Provides specialist medical strategic and operational input into core medical affairs activities such as health-care professional/provider interactions; generation of clinical and scientific data; educational initiatives; safeguarding patient safety. Works closely with sales, marketing and commercial teams to provide strategic medical input into core brand strategies and to support medical/marketing activities and market access.

　　Supervises 2 or more teams typically with multiple levels of management. Participates as a member of the Global Medical Affairs leadership team. Actively participates in advancing and communicating corporate and management leadership philosophies and agenda. Responsible for talent management, retention of key talent and development of multiple TA teams.

　　Establishes and approves scientific methods for hypotheses, rational, design of affiliate/Area/Global protocols and their reports across different products.

　　Develop creative and effective solutions to inter and intra priority conflicts, resource constraints and other problems which may impact the group. Drives the design and aggressive execution of a high quality development or medical affairs program supporting the therapeutic area strategy effectively and efficiently meets ethical, scientific, commercial, regulatory and quality requirements.

　　Represents AbbVie at external meetings including investigator meetings, scientific association meetings, etc. Maintains an up-to-date analysis of competitor product information.

　　Track progress of execution of medical development or medical affairs programs in terms of deliverables and area management. Establish and maintain multi bi-directional communication with the GPT, internal governance committees and functional area management.

　　Continuously validate the viability of a project from a scientific and commercial perspective. Determine, in collaboration with the Therapeutic Area TEC, the global development strategy for late stage and marketed products and contributes to the Therapeutic Area LRP and Portfolio Planning.

　　Fully responsible to supervise the project activities of the medical affairs TA team members in the accomplishment of all goals and milestones under his/her direct and matrix control. May lead cross functional teams in development and execution of strategic initiatives requiring integration of multiple subprojects within the therapeutic area or Medical Affairs function.
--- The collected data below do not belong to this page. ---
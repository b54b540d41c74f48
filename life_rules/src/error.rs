//! Validation errors raised when constructing or renaming rule entities.

use thiserror::Error;

/// A value broke one of the class invariants of a player or buff.
#[derive(Debug, Clone, PartialEq, Error)]
pub enum RulesError {
    #[error("nickname length greater than max. Expected at most {max}, got {actual}")]
    NicknameTooLong { max: usize, actual: usize },

    #[error("level greater than max. Expected at most {max}, got {actual}")]
    LevelTooHigh { max: u32, actual: u32 },

    #[error("buff description length greater than max. Expected at most {max}, got {actual}")]
    DescriptionTooLong { max: usize, actual: usize },

    #[error("buff sum greater than max. Expected at most {max}, got {actual}")]
    BuffSumTooHigh { max: f32, actual: f32 },
}
//! # Life Rules
//!
//! The rules crate for the Game of Life - players, buffs, stat deltas and the
//! subscriber interface that actions use to change a player.
//! This crate holds no I/O and no randomness; the game crate drives it.

pub mod entities;
pub mod error;
pub mod mechanics;
pub mod world_state;

pub use entities::*;
pub use error::*;
pub use mechanics::*;
pub use world_state::*;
Ensures budgets, timelines, compliance requirements are factored into programs' scientific activities.

　　Exercises judgment within broadly defined practices and policies in selecting methods and techniques for obtaining solutions. Can address complex problems within discipline or across several projects. Works on complex problems in which analysis of situation or data requires an in-depth evaluation of various complex factors.

　　Accountable for the medical review of complex advertising and promotional materials for assigned therapeutic area(s) within Medical Affairs. Provides strategic guidance to cross-functional team members related to the medical content. Maintains oversight of TA specific medical content included in commercial communications.
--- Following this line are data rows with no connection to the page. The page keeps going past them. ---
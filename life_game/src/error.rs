//! Errors that can end a game session.

use life_rules::RulesError;
use thiserror::Error;

#[derive(Debug, Error)]
pub enum GameError {
    #[error(transparent)]
    Rules(#[from] RulesError),

    #[error("i/o error: {0}")]
    Io(#[from] std::io::Error),

    #[error("config error: {0}")]
    Config(String),

    #[error("failed to encode results: {0}")]
    Json(#[from] serde_json::Error),
}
　　Advanced degree (MD, PhD, DO) with relevant therapeutic specialty in an academic or hospital environment highly preferred. Relevant therapeutic area clinical experience and/or Medical Affairs in an academic, hospital or pharma environment required.
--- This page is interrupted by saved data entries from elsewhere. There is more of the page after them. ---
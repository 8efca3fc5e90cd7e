use std::sync::atomic::{AtomicBool, Ordering};
use std::sync::Arc;
use std::time::Duration;

use anyhow::Result;
use rand::Rng;
use tokio_util::sync::CancellationToken;
use tracing::info;

use crate::cache::eviction::CacheEvictor;
use crate::cache::BeaconCache;
use crate::config::{Config, RuntimeSettings};
use crate::protocol::beacon::Beacon;
use crate::protocol::client::DefaultHttpClientProvider;
use crate::providers::{
    DefaultSessionIdProvider, DefaultThreadIdProvider, SessionIdProvider, SystemTimingProvider,
    ThreadIdProvider, TimingProvider,
};
use crate::sender::registry::SessionRegistry;
use crate::sender::BeaconSender;
use crate::session::Session;

/// The embeddable monitoring agent: wires the beacon cache, the eviction
/// worker and the sending worker, and hands out sessions.
///
/// Built from a validated [`Config`]; [`Agent::start`] spawns the background
/// workers and must be called from within a tokio runtime. After
/// [`Agent::stop`] the agent only hands out inert sessions.
pub struct Agent {
    cfg: Arc<Config>,
    settings: Arc<RuntimeSettings>,
    cache: Arc<BeaconCache>,
    timing: Arc<dyn TimingProvider>,
    threads: Arc<dyn ThreadIdProvider>,
    session_ids: Arc<dyn SessionIdProvider>,
    registry: Arc<SessionRegistry>,
    sender: BeaconSender<DefaultHttpClientProvider>,
    evictor: CacheEvictor,
    evictor_cancel: CancellationToken,
    shutdown: AtomicBool,
}

impl Agent {
    pub fn new(mut cfg: Config) -> Result<Self> {
        cfg.validate()?;

        if cfg.device_id == 0 {
            cfg.device_id = rand::thread_rng().gen_range(1..=u64::MAX);
            info!(device_id = cfg.device_id, "no device id configured, generated one");
        }

        let provider = DefaultHttpClientProvider::new(&cfg)?;

        let cfg = Arc::new(cfg);
        let settings = Arc::new(RuntimeSettings::new());
        let cache = Arc::new(BeaconCache::new());
        let timing: Arc<dyn TimingProvider> = Arc::new(SystemTimingProvider::new());
        let threads: Arc<dyn ThreadIdProvider> = Arc::new(DefaultThreadIdProvider);
        let session_ids: Arc<dyn SessionIdProvider> = Arc::new(DefaultSessionIdProvider::new());
        let registry = Arc::new(SessionRegistry::new());

        let sender = BeaconSender::new(
            provider,
            Arc::clone(&timing),
            Arc::clone(&settings),
            Arc::clone(&registry),
            cfg.server_flavor.supports_time_sync(),
        );

        let evictor = CacheEvictor::new(Arc::clone(&cache), Arc::clone(&timing), cfg.cache.clone());

        Ok(Self {
            cfg,
            settings,
            cache,
            timing,
            threads,
            session_ids,
            registry,
            sender,
            evictor,
            evictor_cancel: CancellationToken::new(),
            shutdown: AtomicBool::new(false),
        })
    }

    /// Spawn the eviction and sending workers.
    pub fn start(&mut self) {
        self.evictor.start(self.evictor_cancel.child_token());
        self.sender.initialize();

        info!(
            application = %self.cfg.application_id,
            endpoint = %self.cfg.endpoint_url,
            "agent started",
        );
    }

    /// Wait until the sender finished initialization against the cluster.
    pub async fn wait_for_init(&self) -> bool {
        self.sender.wait_for_init().await
    }

    /// Like [`Agent::wait_for_init`] with an upper bound.
    pub async fn wait_for_init_timeout(&self, timeout: Duration) -> bool {
        self.sender.wait_for_init_timeout(timeout).await
    }

    /// Open a new session. After shutdown an inert session is returned that
    /// accepts every call and records nothing.
    pub fn create_session(&self) -> Session {
        if self.shutdown.load(Ordering::SeqCst) {
            return Session::inert();
        }

        let beacon = Arc::new(Beacon::new(
            Arc::clone(&self.cache),
            Arc::clone(&self.cfg),
            Arc::clone(&self.settings),
            Arc::clone(&self.timing),
            Arc::clone(&self.threads),
            self.session_ids.next_id(),
        ));

        let session = Session::new(beacon, Arc::clone(&self.registry));
        session.start();
        self.sender.start_session(&session);

        session
    }

    /// Shut down: drain the sender through flush into terminal, then stop
    /// the eviction worker. Idempotent.
    pub async fn stop(&mut self) {
        if self.shutdown.swap(true, Ordering::SeqCst) {
            return;
        }

        info!("agent stopping");

        self.sender.shutdown().await;

        self.evictor_cancel.cancel();
        self.evictor.stop().await;

        info!("agent stopped");
    }
}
　　National license to practice medicine with relevant therapeutic specialty in an academic or hospital environment. Academic qualification (Dr med or equal) is strongly preferred. Completion of residency and/or fellowship is preferred. Advanced academic qualification is warranted.

　　Typically 8 years of clinical trial or medical affairs experience in the pharmaceutical industry or academia or equivalent.

　　Proven leadership skills in a cross-functional global team environment.

　　Ability to interact externally and internally to support global business strategy. Ability to run a complex medical affairs team(s) independently.

　　Extensive knowledge of clinical trial methodology, regulatory requirements governing clinical trials and experience in development strategy and the design of protocols. Expert knowledge in a relevant therapeutic specialty. Must have basic understanding of Pharmacovigilance practices for Clinical Development programs. Must have an in-depth understanding of clinical development process for Phase 1-IV or extensive knowledge of medical affairs including compliance and regulatory requirements.

　　Demonstrated sense of urgency and strong goal orientation, an ability to make decisions and a history of meeting deadlines and objectives. Experience in budgeting and administering departmental and project expenses.

　　Works independently and leads team.

　　Can address complex problems within discipline or across several projects. Exercises judgment within broadly defined practices and policies in selecting methods and techniques for obtaining solutions.

　　Works on complex problems in which analysis of situation or data requires an in-depth evaluation of various complex factors.

　　AbbVie is committed to operating with integrity, driving innovation, transforming lives, serving our community, and embracing diversity and inclusion. It is AbbVie’s policy to employ qualified persons of the greatest ability without discrimination against any employee or applicant for employment because of race, color, religion, national origin, age, sex (including pregnancy), physical or mental disability, medical condition, genetic information, gender identity or expression, sexual orientation, marital status, status as a protected veteran, or any other legally protected group status.